Citation: 2014 FC 822

Ottawa, Ontario, August 25, 2014

PRESENT:    The Honourable Mr. Justice Phelan

BETWEEN:

MAYKEL GONZALEZ SALCEDO

Applicant

and

THE MINISTER OF CITIZENSHIP AND IMMIGRATION

Respondent

JUDGMENT AND REASONS

I.                   Introduction

[1]               The Applicant, an employee of the Cuban Embassy in Ottawa, defected and made a refugee claim. The Refugee Protection Division [RPD] decided that he was not a refugee or a person in need of protection. This is the judicial review of that RPD decision in which the substantive issue is the question of whether Article 135 of the Cuban Penal Code is persecutory.

II.                Background

[2]               Article 135 of the Cuban Penal Code reads:

1.   An official or employee charged with a mission in a foreign country who quits, or, having completed the mission, or being asked at any time to return, expressly or implicitly refuses to return is liable to a penalty of three to eight years in prison;

2.   The same penalty applied to officials or employees who, having completed a mission abroad and against the express order of the Government, move to another country.

[3]               The Applicant arrived in Canada in November 2009 to begin working at the Cuban Embassy [Embassy] in Ottawa. In December 2010 he left his job at the Embassy, and travelled to Winnipeg where he made his refugee claim.

[4]               The Applicant is a student of languages with a post-graduate degree. For a time he taught French at the Higher Institute of Foreign Relations [Institute] to future Cuban diplomats.

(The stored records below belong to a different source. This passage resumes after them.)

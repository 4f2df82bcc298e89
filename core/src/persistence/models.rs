//! Persisted domain entities (SPEC_FULL.md §3, §4.3, §6).

use serde::{Deserialize, Serialize};

/// Maximum length of a workspace name (SPEC_FULL.md §3, §8: 50 accepted,
/// 51 rejected).
pub const WORKSPACE_NAME_MAX_LEN: usize = 50;

#[derive(Debug, Clone, PartialEq, Serialize, Deserialize)]
#[serde(rename_all = "camelCase")]
pub struct Workspace {
    pub id: String,
    pub name: String,
    #[serde(skip_serializing_if = "Option::is_none")]
    pub description: Option<String>,
    #[serde(default)]
    pub hidden: bool,
    pub created_at: String,
    pub updated_at: String,
}

#[derive(Debug, Clone, PartialEq, Serialize, Deserialize)]
#[serde(rename_all = "camelCase")]
pub struct Todo {
    pub id: String,
    pub workspace_id: Option<String>,
    pub text: String,
    #[serde(default)]
    pub completed: bool,
    pub created_at: String,
    pub updated_at: String,
}

#[derive(Debug, Clone, PartialEq, Serialize, Deserialize)]
#[serde(rename_all = "camelCase")]
pub struct BacklogItem {
    pub id: String,
    #[serde(rename = "type")]
    pub item_type: String,
    pub title: String,
    #[serde(skip_serializing_if = "Option::is_none")]
    pub description: Option<String>,
    pub priority: String,
    pub status: String,
    pub created_at: String,
    pub updated_at: String,
}

/// Validate a workspace name against the 50-char limit. `required`
/// (non-empty) is always true per the data model.
pub fn validate_workspace_name(name: &str) -> Result<(), String> {
    if name.is_empty() {
        return Err("workspace name is required".to_string());
    }
    if name.chars().count() > WORKSPACE_NAME_MAX_LEN {
        return Err(format!(
            "workspace name must be at most {WORKSPACE_NAME_MAX_LEN} characters"
        ));
    }
    Ok(())
}

#[cfg(test)]
mod tests {
    use super::*;

    #[test]
    fn name_at_max_len_accepted() {
        let name = "a".repeat(WORKSPACE_NAME_MAX_LEN);
        assert!(validate_workspace_name(&name).is_ok());
    }

    #[test]
    fn name_over_max_len_rejected() {
        let name = "a".repeat(WORKSPACE_NAME_MAX_LEN + 1);
        assert!(validate_workspace_name(&name).is_err());
    }

    #[test]
    fn empty_name_rejected() {
        assert!(validate_workspace_name("").is_err());
    }

    #[test]
    fn backlog_item_type_field_renamed() {
        let item = BacklogItem {
            id: "b1".into(),
            item_type: "bug".into(),
            title: "fix it".into(),
            description: None,
            priority: "high".into(),
            status: "open".into(),
            created_at: "2026-01-01T00:00:00Z".into(),
            updated_at: "2026-01-01T00:00:00Z".into(),
        };
        let json = serde_json::to_string(&item).unwrap();
        assert!(json.contains("\"type\":\"bug\""));
        assert!(!json.contains("itemType"));
    }
}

[5]               The Applicant claims that the government’s persecutory actions began when he refused to join the Union of Young Communists [UYC]. This brought him under scrutiny, his name was posted as a non-member and he was excluded from selected foreign travel. He was also non-exempt from a military mobilization in 2007 when the Director spoke in favour of exemption for all other teachers at the Institute.

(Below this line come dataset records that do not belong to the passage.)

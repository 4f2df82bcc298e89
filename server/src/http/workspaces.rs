//! `GET/POST/PUT/DELETE /api/workspaces` (SPEC_FULL.md §4.3, §4.7).

use axum::extract::{Path, State};
use axum::routing::get;
use axum::{Json, Router};
use serde::Deserialize;

use session_manager_core::persistence::models::Workspace;

use crate::http::ApiError;
use crate::state::AppState;

#[derive(Debug, Deserialize)]
pub struct CreateWorkspaceRequest {
    pub name: String,
    #[serde(default)]
    pub description: Option<String>,
}

#[derive(Debug, Deserialize)]
pub struct UpdateWorkspaceRequest {
    #[serde(default)]
    pub name: Option<String>,
    #[serde(default)]
    pub description: Option<Option<String>>,
}

pub fn router() -> Router<AppState> {
    Router::new()
        .route("/", get(list_workspaces).post(create_workspace))
        .route("/:id", axum::routing::put(update_workspace).delete(delete_workspace))
}

async fn list_workspaces(State(state): State<AppState>) -> Json<Vec<Workspace>> {
    Json(state.persistence.list_workspaces())
}

async fn create_workspace(
    State(state): State<AppState>,
    Json(req): Json<CreateWorkspaceRequest>,
) -> Result<Json<Workspace>, ApiError> {
    let id = uuid::Uuid::new_v4().to_string();
    let now = now_iso();
    let workspace = state.persistence.create_workspace(id, req.name, req.description, now)?;
    Ok(Json(workspace))
}

async fn update_workspace(
    State(state): State<AppState>,
    Path(id): Path<String>,
    Json(req): Json<UpdateWorkspaceRequest>,
) -> Result<Json<Workspace>, ApiError> {
    let now = now_iso();
    let workspace = state.persistence.rename_workspace(&id, req.name, req.description, now)?;
    Ok(Json(workspace))
}

async fn delete_workspace(State(state): State<AppState>, Path(id): Path<String>) -> Result<Json<serde_json::Value>, ApiError> {
    state.persistence.delete_workspace(&id)?;
    Ok(Json(serde_json::json!({ "deleted": id })))
}

fn now_iso() -> String {
    chrono::Utc::now().to_rfc3339()
}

[6]               In 2009, the Applicant was asked to work at the Embassy in Ottawa which he did until December 2010. At the Embassy, the Applicant says, he was subjected to further persecution – pay cut, restrictions on movements in Canada including a curfew, unpleasant living quarters, and mistreatment and humiliation from the Ambassador who questioned his sexuality.

[7]               In December 2010, the Applicant returned to Cuba to visit his family but he returned to Canada for fear of losing his employment. He defected shortly after arriving back in Canada.

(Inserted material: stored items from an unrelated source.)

//! Multiplexer Adapter (SPEC_FULL.md §4.1).
//!
//! Builds command strings for the external terminal multiplexer (tmux's
//! command surface: `list-sessions`, `list-panes`, `capture-pane`,
//! `display-message`, `new-session -d`, `kill-session`, `kill-pane`,
//! `has-session`) and parses their output. Every function here is pure:
//! building a command string takes no I/O, and parsing takes only the
//! captured stdout plus exit information. The caller (a local shell or
//! the Host Connection Manager's `exec`) is responsible for running the
//! command and handing back `(exit_code, stdout, stderr)`.
//!
//! All list-style commands use a fixed three-pipe-character delimiter
//! (`|||`) in their `-F` format string. Shell tokenization cannot split a
//! field on whitespace when the delimiter itself is multi-character, and
//! a row whose field ever contains the delimiter is discarded as
//! malformed rather than risk mis-aligning later fields.

const DELIM: &str = "|||";

/// Control and ANSI escape bytes stripped from anything meant for display
/// (status bar text, captured last-line). Matches a conservative CSI/OSC
/// strip: `ESC [ ... letter` and bare control bytes below 0x20 except tab.
fn strip_ansi_and_control(input: &str) -> String {
    let mut out = String::with_capacity(input.len());
    let mut chars = input.chars().peekable();
    while let Some(c) = chars.next() {
        if c == '\u{1b}' {
            // CSI: ESC [ params letter
            if chars.peek() == Some(&'[') {
                chars.next();
                while let Some(&n) = chars.peek() {
                    chars.next();
                    if n.is_ascii_alphabetic() {
                        break;
                    }
                }
            } else {
                // Other escape sequences: consume one more char and stop.
                chars.next();
            }
            continue;
        }
        if (c as u32) < 0x20 && c != '\t' {
            continue;
        }
        out.push(c);
    }
    out
}

fn truncate_chars(input: &str, max: usize) -> String {
    if input.chars().count() <= max {
        input.to_string()
    } else {
        input.chars().take(max).collect()
    }
}

// --- listSessions ---

#[derive(Debug, Clone, PartialEq, Eq)]
pub struct MuxSessionSummary {
    pub mux_session_id: String,
    pub session_name: String,
    pub window_count: u32,
    pub created_unix: i64,
}

pub fn build_list_sessions_command() -> String {
    format!("tmux list-sessions -F '#{{session_id}}{DELIM}#{{session_name}}{DELIM}#{{session_windows}}{DELIM}#{{session_created}}'")
}

/// Parse `list-sessions` output. Empty output yields an empty list; any
/// non-zero exit (mux not running) should be treated by the caller as
/// empty output before reaching this function — it is never an error.
pub fn parse_list_sessions(output: &str) -> Vec<MuxSessionSummary> {
    output
        .lines()
        .filter_map(|line| {
            let fields: Vec<&str> = line.split(DELIM).collect();
            if fields.len() != 4 {
                return None;
            }
            let window_count = fields[2].trim().parse().ok()?;
            let created_unix = fields[3].trim().parse().ok()?;
            Some(MuxSessionSummary {
                mux_session_id: fields[0].trim().to_string(),
                session_name: fields[1].trim().to_string(),
                window_count,
                created_unix,
            })
        })
        .collect()
}

// --- listPanes ---

#[derive(Debug, Clone, PartialEq, Eq)]
pub struct MuxPane {
    pub pane_id: String,
    pub pid: u32,
    pub current_command: String,
    pub width: u32,
    pub height: u32,
    pub window_index: u32,
    pub current_path: String,
}

pub fn build_list_panes_command(session_name: &str) -> String {
    format!(
        "tmux list-panes -t '{session_name}' -F '#{{pane_id}}{DELIM}#{{pane_pid}}{DELIM}#{{pane_current_command}}{DELIM}#{{pane_width}}{DELIM}#{{pane_height}}{DELIM}#{{window_index}}{DELIM}#{{pane_current_path}}'"
    )
}

pub fn parse_list_panes(output: &str) -> Vec<MuxPane> {
    output
        .lines()
        .filter_map(|line| {
            let fields: Vec<&str> = line.split(DELIM).collect();
            if fields.len() != 7 {
                return None;
            }
            Some(MuxPane {
                pane_id: fields[0].trim().to_string(),
                pid: fields[1].trim().parse().ok()?,
                current_command: fields[2].trim().to_string(),
                width: fields[3].trim().parse().ok()?,
                height: fields[4].trim().parse().ok()?,
                window_index: fields[5].trim().parse().ok()?,
                current_path: fields[6].trim().to_string(),
            })
        })
        .collect()
}

// --- captureLastLine ---

pub fn build_capture_last_line_command(session_name: &str, pane_id: &str) -> String {
    format!("tmux capture-pane -p -S -5 -t '{session_name}:{pane_id}'")
}

/// Last non-empty line from a `capture-pane -p -S -5` dump, ANSI/control
/// stripped, truncated to 100 chars.
pub fn parse_capture_last_line(output: &str) -> Option<String> {
    output
        .lines()
        .rev()
        .map(strip_ansi_and_control)
        .map(|l| l.trim().to_string())
        .find(|l| !l.is_empty())
        .map(|l| truncate_chars(&l, 100))
}

// --- captureStatusBar ---

pub fn build_capture_status_bar_command(session_name: &str) -> String {
    format!("tmux display-message -p -t '{session_name}' '#{{T:status-right}}'")
}

/// Expanded status-right string, cleaned of tmux style tags (`#[...]`)
/// and control bytes, truncated to 150 chars.
pub fn parse_capture_status_bar(output: &str) -> String {
    let mut cleaned = String::with_capacity(output.len());
    let mut chars = output.chars().peekable();
    while let Some(c) = chars.next() {
        if c == '#' && chars.peek() == Some(&'[') {
            chars.next();
            for n in chars.by_ref() {
                if n == ']' {
                    break;
                }
            }
            continue;
        }
        cleaned.push(c);
    }
    let cleaned = strip_ansi_and_control(&cleaned);
    truncate_chars(cleaned.trim(), 150)
}

// --- captureRecentBuffer ---

pub fn build_capture_recent_buffer_command(session_name: &str, pane_id: &str, lines: u32) -> String {
    let start = format!("-{lines}");
    format!("tmux capture-pane -p -S {start} -t '{session_name}:{pane_id}'")
}

/// Last N lines, ANSI/control stripped, preserved in order (oldest to
/// newest) for user-input extraction (SPEC_FULL.md §4.4).
pub fn parse_capture_recent_buffer(output: &str) -> Vec<String> {
    output.lines().map(strip_ansi_and_control).collect()
}

// --- mutation commands ---

pub fn build_create_session_command(name: &str, working_dir: &str, command: Option<&str>) -> String {
    match command {
        Some(cmd) => format!("tmux new-session -d -s '{name}' -c '{working_dir}' '{cmd}'"),
        None => format!("tmux new-session -d -s '{name}' -c '{working_dir}'"),
    }
}

pub fn build_kill_session_command(name: &str) -> String {
    format!("tmux kill-session -t '{name}'")
}

pub fn build_kill_pane_command(name: &str, pane_id: &str) -> String {
    format!("tmux kill-pane -t '{name}:{pane_id}'")
}

pub fn build_has_session_command(name: &str) -> String {
    format!("tmux has-session -t '{name}'")
}

/// `has-session`'s result is purely the exit code: zero means the
/// session exists, non-zero means it does not. No stdout parsing needed.
pub fn has_session_from_exit_code(exit_code: i32) -> bool {
    exit_code == 0
}

#[cfg(test)]
mod tests {
    use super::*;

    #[test]
    fn list_sessions_empty_output() {
        assert!(parse_list_sessions("").is_empty());
    }

    #[test]
    fn list_sessions_parses_rows() {
        let out = "$0|||main|||3|||1700000000\n$1|||scratch|||1|||1700000100\n";
        let sessions = parse_list_sessions(out);
        assert_eq!(sessions.len(), 2);
        assert_eq!(sessions[0].mux_session_id, "$0");
        assert_eq!(sessions[0].session_name, "main");
        assert_eq!(sessions[0].window_count, 3);
        assert_eq!(sessions[1].created_unix, 1700000100);
    }

    #[test]
    fn list_sessions_discards_malformed_rows() {
        let out = "$0|||main|||3|||1700000000\nmalformed|||row\n";
        let sessions = parse_list_sessions(out);
        assert_eq!(sessions.len(), 1);
    }

    #[test]
    fn list_panes_parses_rows() {
        let out = "%0|||1234|||claude|||80|||24|||0|||/home/user/project\n";
        let panes = parse_list_panes(out);
        assert_eq!(panes.len(), 1);
        assert_eq!(panes[0].pane_id, "%0");
        assert_eq!(panes[0].pid, 1234);
        assert_eq!(panes[0].current_command, "claude");
        assert_eq!(panes[0].current_path, "/home/user/project");
    }

    #[test]
    fn list_panes_discards_field_containing_delimiter() {
        // Nine fields instead of seven because a value itself contained "|||".
        let out = "%0|||1234|||cla|||ude|||80|||24|||0|||/home|||user\n";
        assert!(parse_list_panes(out).is_empty());
    }

    #[test]
    fn capture_last_line_strips_ansi_and_picks_last_nonempty() {
        let out = "\x1b[32m$ ls\x1b[0m\nfile.txt\n\n";
        let line = parse_capture_last_line(out).unwrap();
        assert_eq!(line, "file.txt");
    }

    #[test]
    fn capture_last_line_none_when_all_blank() {
        assert!(parse_capture_last_line("\n\n   \n").is_none());
    }

    #[test]
    fn capture_last_line_truncates_to_100() {
        let long = "x".repeat(250);
        let line = parse_capture_last_line(&long).unwrap();
        assert_eq!(line.chars().count(), 100);
    }

    #[test]
    fn capture_status_bar_strips_style_tags() {
        let out = "#[fg=green]ok#[default] | 14:02";
        let bar = parse_capture_status_bar(out);
        assert_eq!(bar, "ok | 14:02");
    }

    #[test]
    fn capture_status_bar_truncates_to_150() {
        let long = "y".repeat(300);
        let bar = parse_capture_status_bar(&long);
        assert_eq!(bar.chars().count(), 150);
    }

    #[test]
    fn capture_recent_buffer_preserves_order() {
        let out = "one\ntwo\nthree\n";
        let lines = parse_capture_recent_buffer(out);
        assert_eq!(lines, vec!["one", "two", "three"]);
    }

    #[test]
    fn build_commands_quote_session_name() {
        let cmd = build_kill_session_command("my session");
        assert!(cmd.contains("'my session'"));
    }

    #[test]
    fn create_session_command_with_and_without_initial_command() {
        let with_cmd = build_create_session_command("demo", "/tmp", Some("htop"));
        assert!(with_cmd.contains("'htop'"));
        let without_cmd = build_create_session_command("demo", "/tmp", None);
        assert!(!without_cmd.contains("htop"));
    }

    #[test]
    fn has_session_exit_code_mapping() {
        assert!(has_session_from_exit_code(0));
        assert!(!has_session_from_exit_code(1));
    }
}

[8]               The RPD, in assessing the refugee claim, found the Applicant to be credible but concluded that his treatment prior to making his claim was not persecutory.

[9]               The RPD found that his refusal to join the UYC may have resulted in some shame and humiliation; however, he was not reprimanded, did not lose his job, was not subject to increased monitoring nor to interrogation or arrest.

[10]           The RPD noted that despite his claim of persecution at the Institute, the Applicant was selected to work in Ottawa and that he was not perceived as a political dissident. The documentary evidence confirms that dissidents are routinely denied passports to travel outside Cuba.

[11]           The RPD had some difficulty with the Applicant’s claim that his working conditions at the Embassy were persecutory. While noting less than positive working conditions, those conditions were not exclusive to the Applicant and there was no medical evidence of any psychological problems.

[12]           The RPD then turned to the matter of whether the Applicant faces a serious possibility of persecution or a substantial risk to his life if he returned to Cuba as a failed asylum seeker.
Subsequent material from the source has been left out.